** TASK INPUTS follows **

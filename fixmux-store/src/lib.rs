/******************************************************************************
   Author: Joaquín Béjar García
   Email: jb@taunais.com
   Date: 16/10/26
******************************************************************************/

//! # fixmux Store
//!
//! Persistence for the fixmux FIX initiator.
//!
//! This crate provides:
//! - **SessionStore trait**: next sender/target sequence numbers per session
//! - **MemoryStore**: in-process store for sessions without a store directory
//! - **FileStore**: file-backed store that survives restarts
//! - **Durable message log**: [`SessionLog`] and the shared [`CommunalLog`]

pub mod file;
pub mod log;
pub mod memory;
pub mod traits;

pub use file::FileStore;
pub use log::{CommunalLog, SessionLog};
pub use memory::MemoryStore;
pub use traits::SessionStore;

** End of TASK INPUTS **
** TASK INPUTS follows **

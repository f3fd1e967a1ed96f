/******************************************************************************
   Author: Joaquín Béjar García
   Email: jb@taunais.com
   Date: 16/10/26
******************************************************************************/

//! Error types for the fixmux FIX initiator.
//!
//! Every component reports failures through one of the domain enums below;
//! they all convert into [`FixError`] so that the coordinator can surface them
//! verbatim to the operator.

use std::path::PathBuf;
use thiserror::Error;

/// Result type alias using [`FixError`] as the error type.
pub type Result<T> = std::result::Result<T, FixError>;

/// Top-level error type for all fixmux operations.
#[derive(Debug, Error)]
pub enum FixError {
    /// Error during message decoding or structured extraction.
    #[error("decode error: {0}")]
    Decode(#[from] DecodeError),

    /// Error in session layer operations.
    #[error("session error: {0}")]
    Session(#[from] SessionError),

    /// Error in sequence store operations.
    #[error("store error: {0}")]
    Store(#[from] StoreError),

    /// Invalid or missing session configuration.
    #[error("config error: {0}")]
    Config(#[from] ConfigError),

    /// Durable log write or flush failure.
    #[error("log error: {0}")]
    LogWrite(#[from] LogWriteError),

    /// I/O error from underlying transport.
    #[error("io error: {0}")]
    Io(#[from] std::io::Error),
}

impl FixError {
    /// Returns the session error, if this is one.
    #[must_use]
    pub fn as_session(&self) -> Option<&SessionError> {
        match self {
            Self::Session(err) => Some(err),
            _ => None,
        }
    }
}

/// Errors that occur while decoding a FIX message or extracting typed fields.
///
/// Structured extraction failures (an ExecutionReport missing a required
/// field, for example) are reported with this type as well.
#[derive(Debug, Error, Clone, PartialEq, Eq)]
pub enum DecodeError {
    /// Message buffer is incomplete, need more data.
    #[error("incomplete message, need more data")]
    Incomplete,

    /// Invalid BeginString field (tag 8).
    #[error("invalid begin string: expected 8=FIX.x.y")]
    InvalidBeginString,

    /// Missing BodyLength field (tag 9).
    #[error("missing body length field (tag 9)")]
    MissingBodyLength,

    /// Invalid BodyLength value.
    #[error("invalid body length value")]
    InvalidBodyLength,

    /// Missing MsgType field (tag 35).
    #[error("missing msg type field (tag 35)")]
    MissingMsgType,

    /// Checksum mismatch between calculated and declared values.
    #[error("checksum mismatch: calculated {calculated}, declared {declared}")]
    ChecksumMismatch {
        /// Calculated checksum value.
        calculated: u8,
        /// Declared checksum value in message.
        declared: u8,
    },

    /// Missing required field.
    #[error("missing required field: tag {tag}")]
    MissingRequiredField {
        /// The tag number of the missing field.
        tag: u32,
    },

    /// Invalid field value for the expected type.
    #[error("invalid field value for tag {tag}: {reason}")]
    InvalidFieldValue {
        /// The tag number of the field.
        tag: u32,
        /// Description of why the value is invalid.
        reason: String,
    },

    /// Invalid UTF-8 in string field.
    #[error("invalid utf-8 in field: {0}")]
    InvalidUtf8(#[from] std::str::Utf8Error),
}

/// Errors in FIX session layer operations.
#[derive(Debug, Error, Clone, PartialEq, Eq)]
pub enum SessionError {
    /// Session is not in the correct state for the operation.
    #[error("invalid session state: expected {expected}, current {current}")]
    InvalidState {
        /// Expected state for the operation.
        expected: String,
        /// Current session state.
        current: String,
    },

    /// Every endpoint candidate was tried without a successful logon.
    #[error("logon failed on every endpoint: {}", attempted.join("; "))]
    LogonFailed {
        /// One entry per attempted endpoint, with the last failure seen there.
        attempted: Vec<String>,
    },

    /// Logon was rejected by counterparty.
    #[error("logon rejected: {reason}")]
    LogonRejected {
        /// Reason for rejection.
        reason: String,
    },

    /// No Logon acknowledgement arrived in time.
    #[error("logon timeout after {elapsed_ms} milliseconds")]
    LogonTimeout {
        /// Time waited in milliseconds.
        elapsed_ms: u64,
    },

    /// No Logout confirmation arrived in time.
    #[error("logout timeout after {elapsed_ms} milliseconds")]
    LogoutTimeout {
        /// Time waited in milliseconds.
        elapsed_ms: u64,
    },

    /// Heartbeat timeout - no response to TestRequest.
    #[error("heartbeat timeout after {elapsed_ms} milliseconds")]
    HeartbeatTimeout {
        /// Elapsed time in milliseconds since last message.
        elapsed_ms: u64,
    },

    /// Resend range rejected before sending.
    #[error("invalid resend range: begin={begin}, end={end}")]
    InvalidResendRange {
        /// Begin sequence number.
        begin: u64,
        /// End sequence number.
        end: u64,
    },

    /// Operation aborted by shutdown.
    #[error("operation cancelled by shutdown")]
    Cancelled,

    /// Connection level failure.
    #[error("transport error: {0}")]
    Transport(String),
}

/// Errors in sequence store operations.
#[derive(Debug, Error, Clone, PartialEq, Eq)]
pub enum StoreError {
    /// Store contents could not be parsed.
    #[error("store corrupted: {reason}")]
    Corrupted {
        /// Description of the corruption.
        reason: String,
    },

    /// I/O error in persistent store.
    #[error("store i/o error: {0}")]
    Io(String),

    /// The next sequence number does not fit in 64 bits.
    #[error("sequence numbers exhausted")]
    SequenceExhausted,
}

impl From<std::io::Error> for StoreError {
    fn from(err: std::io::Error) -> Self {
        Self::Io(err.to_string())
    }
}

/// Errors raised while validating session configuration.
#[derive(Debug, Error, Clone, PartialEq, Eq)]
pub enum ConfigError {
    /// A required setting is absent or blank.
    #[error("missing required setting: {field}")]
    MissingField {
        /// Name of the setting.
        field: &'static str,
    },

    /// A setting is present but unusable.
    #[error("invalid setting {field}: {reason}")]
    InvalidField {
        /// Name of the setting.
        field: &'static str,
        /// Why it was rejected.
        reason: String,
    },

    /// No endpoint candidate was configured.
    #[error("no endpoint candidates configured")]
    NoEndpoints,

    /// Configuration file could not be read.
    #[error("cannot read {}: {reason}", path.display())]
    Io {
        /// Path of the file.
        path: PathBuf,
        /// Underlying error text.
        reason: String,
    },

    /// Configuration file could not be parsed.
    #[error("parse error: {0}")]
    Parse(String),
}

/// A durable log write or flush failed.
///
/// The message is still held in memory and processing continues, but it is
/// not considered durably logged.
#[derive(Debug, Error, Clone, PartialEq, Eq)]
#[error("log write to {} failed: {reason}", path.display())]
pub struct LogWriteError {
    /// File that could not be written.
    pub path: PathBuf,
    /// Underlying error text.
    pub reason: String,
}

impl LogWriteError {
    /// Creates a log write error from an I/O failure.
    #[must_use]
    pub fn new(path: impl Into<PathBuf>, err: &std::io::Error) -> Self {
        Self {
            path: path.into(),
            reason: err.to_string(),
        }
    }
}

** End of TASK INPUTS **

■ ACTION ITEM ■
Write down, word for word, the lines above from the one containing "#[derive(Debug, Error)]" through the one containing "the missing field.", both ends included.

■ RESPONSE AREA ■
#[derive(Debug, Error)]
pub enum FixError {
    /// Error during message decoding or structured extraction.
    #[error("decode error: {0}")]
    Decode(#[from] DecodeError),

    /// Error in session layer operations.
    #[error("session error: {0}")]
    Session(#[from] SessionError),

    /// Error in sequence store operations.
    #[error("store error: {0}")]
    Store(#[from] StoreError),

    /// Invalid or missing session configuration.
    #[error("config error: {0}")]
    Config(#[from] ConfigError),

    /// Durable log write or flush failure.
    #[error("log error: {0}")]
    LogWrite(#[from] LogWriteError),

    /// I/O error from underlying transport.
    #[error("io error: {0}")]
    Io(#[from] std::io::Error),
}

impl FixError {
    /// Returns the session error, if this is one.
    #[must_use]
    pub fn as_session(&self) -> Option<&SessionError> {
        match self {
            Self::Session(err) => Some(err),
            _ => None,
        }
    }
}

/// Errors that occur while decoding a FIX message or extracting typed fields.
///
/// Structured extraction failures (an ExecutionReport missing a required
/// field, for example) are reported with this type as well.
#[derive(Debug, Error, Clone, PartialEq, Eq)]
pub enum DecodeError {
    /// Message buffer is incomplete, need more data.
    #[error("incomplete message, need more data")]
    Incomplete,

    /// Invalid BeginString field (tag 8).
    #[error("invalid begin string: expected 8=FIX.x.y")]
    InvalidBeginString,

    /// Missing BodyLength field (tag 9).
    #[error("missing body length field (tag 9)")]
    MissingBodyLength,

    /// Invalid BodyLength value.
    #[error("invalid body length value")]
    InvalidBodyLength,

    /// Missing MsgType field (tag 35).
    #[error("missing msg type field (tag 35)")]
    MissingMsgType,

    /// Checksum mismatch between calculated and declared values.
    #[error("checksum mismatch: calculated {calculated}, declared {declared}")]
    ChecksumMismatch {
        /// Calculated checksum value.
        calculated: u8,
        /// Declared checksum value in message.
        declared: u8,
    },

    /// Missing required field.
    #[error("missing required field: tag {tag}")]
    MissingRequiredField {
        /// The tag number of the missing field.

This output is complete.